Examine the records and identify each line that includes the string "Uuid". Copy those lines.
<<<<
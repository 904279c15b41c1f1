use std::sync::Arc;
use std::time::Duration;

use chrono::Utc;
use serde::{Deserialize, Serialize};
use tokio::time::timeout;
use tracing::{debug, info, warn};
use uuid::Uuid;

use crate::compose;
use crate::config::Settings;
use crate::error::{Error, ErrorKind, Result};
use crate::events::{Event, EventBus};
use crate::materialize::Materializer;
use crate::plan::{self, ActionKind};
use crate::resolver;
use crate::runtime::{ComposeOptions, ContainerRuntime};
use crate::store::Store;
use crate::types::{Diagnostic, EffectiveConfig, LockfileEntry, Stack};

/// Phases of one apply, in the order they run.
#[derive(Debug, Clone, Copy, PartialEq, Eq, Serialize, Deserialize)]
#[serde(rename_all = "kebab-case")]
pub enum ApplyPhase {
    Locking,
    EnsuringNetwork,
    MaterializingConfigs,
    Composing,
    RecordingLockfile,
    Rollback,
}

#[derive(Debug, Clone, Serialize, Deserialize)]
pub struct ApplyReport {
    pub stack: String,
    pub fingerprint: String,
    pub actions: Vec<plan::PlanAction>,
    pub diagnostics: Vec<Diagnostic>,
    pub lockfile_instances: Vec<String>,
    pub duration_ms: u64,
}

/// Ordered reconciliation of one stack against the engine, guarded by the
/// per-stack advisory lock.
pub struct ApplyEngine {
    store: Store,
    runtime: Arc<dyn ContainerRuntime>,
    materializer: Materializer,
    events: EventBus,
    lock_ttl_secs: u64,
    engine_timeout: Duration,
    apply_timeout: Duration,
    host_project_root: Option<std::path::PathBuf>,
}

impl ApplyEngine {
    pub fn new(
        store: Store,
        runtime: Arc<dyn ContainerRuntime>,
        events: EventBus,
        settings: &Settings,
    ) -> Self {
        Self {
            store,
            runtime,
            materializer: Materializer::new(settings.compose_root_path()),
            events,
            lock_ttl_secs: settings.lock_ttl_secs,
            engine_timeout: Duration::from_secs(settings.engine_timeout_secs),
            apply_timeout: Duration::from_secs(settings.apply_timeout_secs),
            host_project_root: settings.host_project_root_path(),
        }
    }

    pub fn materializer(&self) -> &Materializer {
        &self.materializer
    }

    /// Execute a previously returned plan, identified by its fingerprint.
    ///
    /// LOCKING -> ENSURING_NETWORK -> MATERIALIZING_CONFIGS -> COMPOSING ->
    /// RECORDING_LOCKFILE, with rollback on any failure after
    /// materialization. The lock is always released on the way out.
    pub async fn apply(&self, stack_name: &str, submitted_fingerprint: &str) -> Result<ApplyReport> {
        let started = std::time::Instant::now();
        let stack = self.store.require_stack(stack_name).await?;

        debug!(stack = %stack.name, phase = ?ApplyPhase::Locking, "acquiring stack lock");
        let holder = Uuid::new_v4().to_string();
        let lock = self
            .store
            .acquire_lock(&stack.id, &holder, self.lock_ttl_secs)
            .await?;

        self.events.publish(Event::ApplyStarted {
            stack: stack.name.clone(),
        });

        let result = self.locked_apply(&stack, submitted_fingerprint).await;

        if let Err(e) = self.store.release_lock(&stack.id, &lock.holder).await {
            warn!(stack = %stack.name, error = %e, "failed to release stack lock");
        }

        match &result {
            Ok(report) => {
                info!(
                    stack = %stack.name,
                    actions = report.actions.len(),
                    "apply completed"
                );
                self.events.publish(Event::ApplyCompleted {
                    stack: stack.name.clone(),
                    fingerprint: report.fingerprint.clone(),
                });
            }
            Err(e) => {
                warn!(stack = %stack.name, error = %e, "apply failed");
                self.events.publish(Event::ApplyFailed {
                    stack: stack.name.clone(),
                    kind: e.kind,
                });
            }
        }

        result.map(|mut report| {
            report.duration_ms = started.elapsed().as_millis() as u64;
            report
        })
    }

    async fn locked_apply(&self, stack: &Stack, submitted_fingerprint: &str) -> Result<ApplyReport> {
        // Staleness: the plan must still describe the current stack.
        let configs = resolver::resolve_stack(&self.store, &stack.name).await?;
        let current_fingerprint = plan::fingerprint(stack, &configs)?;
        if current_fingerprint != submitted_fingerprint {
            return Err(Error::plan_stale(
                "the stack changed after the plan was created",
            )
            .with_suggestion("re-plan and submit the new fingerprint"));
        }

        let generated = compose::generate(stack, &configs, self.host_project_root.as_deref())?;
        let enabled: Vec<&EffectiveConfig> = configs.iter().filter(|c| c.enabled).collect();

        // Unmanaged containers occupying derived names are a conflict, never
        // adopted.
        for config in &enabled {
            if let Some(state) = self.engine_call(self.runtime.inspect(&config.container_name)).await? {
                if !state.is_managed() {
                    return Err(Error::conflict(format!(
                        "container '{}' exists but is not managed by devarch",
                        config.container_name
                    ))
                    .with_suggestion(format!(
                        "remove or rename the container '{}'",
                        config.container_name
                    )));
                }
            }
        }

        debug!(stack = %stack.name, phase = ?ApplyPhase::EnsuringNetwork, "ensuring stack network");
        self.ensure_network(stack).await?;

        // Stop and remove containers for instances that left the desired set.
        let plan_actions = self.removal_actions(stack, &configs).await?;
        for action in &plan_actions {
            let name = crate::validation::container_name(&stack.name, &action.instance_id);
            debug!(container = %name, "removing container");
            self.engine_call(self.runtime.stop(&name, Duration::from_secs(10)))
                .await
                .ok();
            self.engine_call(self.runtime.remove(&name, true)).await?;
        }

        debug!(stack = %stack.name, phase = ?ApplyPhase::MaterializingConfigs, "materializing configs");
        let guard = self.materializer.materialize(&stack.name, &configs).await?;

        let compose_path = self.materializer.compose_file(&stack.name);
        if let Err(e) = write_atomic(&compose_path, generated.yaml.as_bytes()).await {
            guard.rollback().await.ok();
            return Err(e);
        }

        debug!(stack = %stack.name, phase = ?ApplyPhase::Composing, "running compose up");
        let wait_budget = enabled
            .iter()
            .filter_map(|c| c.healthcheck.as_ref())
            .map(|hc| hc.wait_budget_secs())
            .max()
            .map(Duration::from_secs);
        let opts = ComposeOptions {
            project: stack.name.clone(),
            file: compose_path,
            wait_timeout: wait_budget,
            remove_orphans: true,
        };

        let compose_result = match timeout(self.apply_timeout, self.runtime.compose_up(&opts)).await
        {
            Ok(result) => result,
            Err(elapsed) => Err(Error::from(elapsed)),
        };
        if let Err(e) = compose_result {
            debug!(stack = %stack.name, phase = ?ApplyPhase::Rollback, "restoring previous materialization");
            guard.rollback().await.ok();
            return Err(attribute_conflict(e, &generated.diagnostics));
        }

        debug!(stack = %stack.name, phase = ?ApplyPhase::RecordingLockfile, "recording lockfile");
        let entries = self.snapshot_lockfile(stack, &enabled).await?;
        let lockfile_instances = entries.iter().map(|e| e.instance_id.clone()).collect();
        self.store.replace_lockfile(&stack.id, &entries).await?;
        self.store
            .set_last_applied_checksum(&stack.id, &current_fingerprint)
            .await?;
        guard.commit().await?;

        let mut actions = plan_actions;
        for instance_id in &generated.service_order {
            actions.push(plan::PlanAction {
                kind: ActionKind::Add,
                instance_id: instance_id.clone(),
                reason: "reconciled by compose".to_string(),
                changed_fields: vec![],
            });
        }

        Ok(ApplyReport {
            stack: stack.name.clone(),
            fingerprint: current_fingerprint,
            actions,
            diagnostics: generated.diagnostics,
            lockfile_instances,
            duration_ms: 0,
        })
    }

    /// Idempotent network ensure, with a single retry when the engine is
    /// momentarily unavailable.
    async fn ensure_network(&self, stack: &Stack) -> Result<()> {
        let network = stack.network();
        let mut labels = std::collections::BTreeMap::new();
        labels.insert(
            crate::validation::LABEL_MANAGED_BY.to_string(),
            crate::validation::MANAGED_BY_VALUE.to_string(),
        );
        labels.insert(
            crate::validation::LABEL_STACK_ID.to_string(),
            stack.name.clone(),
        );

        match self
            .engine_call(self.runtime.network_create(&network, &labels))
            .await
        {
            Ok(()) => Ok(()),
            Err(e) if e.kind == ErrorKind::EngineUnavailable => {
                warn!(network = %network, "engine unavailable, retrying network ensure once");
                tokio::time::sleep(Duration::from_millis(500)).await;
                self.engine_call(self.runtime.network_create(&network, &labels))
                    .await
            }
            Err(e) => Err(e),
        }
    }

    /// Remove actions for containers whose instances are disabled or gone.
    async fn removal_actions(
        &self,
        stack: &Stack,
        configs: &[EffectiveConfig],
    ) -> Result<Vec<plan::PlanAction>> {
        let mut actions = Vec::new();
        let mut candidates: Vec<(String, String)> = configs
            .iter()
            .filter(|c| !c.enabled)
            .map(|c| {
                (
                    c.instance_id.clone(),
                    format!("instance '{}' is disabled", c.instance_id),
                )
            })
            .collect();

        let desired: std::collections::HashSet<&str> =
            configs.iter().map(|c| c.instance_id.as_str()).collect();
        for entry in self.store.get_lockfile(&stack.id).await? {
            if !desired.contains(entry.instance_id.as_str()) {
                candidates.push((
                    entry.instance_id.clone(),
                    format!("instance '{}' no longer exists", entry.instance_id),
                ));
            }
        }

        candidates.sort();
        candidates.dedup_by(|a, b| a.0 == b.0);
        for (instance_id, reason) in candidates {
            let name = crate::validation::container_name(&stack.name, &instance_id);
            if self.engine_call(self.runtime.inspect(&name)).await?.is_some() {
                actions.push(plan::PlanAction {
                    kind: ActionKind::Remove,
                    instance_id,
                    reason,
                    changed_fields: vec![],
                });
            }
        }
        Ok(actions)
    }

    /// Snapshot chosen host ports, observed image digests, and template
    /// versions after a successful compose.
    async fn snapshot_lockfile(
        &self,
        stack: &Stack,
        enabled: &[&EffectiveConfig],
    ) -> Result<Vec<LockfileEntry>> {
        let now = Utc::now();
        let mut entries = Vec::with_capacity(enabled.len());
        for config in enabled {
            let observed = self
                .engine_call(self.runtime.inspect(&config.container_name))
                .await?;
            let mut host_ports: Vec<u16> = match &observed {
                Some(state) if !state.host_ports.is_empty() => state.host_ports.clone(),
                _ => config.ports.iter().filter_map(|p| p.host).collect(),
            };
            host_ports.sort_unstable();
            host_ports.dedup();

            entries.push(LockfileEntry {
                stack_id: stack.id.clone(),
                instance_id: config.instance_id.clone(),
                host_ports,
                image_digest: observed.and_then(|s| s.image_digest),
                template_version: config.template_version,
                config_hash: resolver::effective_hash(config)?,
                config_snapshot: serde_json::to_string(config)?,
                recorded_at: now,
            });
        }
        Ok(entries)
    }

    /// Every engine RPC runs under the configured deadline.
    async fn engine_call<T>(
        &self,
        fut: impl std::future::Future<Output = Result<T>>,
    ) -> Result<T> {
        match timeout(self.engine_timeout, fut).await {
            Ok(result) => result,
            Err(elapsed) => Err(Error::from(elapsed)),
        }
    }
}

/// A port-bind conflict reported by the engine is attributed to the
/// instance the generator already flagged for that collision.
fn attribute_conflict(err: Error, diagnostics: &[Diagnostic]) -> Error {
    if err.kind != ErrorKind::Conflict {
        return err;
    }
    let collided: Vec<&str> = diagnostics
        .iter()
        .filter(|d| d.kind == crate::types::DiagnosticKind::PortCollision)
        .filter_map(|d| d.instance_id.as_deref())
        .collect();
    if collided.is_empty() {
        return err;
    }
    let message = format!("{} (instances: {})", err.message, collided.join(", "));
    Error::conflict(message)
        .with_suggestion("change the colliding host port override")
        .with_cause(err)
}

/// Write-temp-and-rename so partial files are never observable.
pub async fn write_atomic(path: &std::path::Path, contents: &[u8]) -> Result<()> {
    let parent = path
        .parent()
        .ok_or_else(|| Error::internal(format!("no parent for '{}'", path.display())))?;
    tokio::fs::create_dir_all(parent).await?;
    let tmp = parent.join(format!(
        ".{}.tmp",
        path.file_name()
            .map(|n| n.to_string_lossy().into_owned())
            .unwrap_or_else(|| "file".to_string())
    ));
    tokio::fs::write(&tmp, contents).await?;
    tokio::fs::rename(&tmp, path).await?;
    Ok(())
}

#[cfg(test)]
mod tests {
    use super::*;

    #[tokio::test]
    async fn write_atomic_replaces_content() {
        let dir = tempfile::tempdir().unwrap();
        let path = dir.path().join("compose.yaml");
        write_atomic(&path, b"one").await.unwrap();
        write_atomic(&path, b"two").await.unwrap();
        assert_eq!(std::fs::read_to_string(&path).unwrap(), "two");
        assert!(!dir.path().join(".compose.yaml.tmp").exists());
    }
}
>>>>
Completed task:
use uuid::Uuid;
        let holder = Uuid::new_v4().to_string();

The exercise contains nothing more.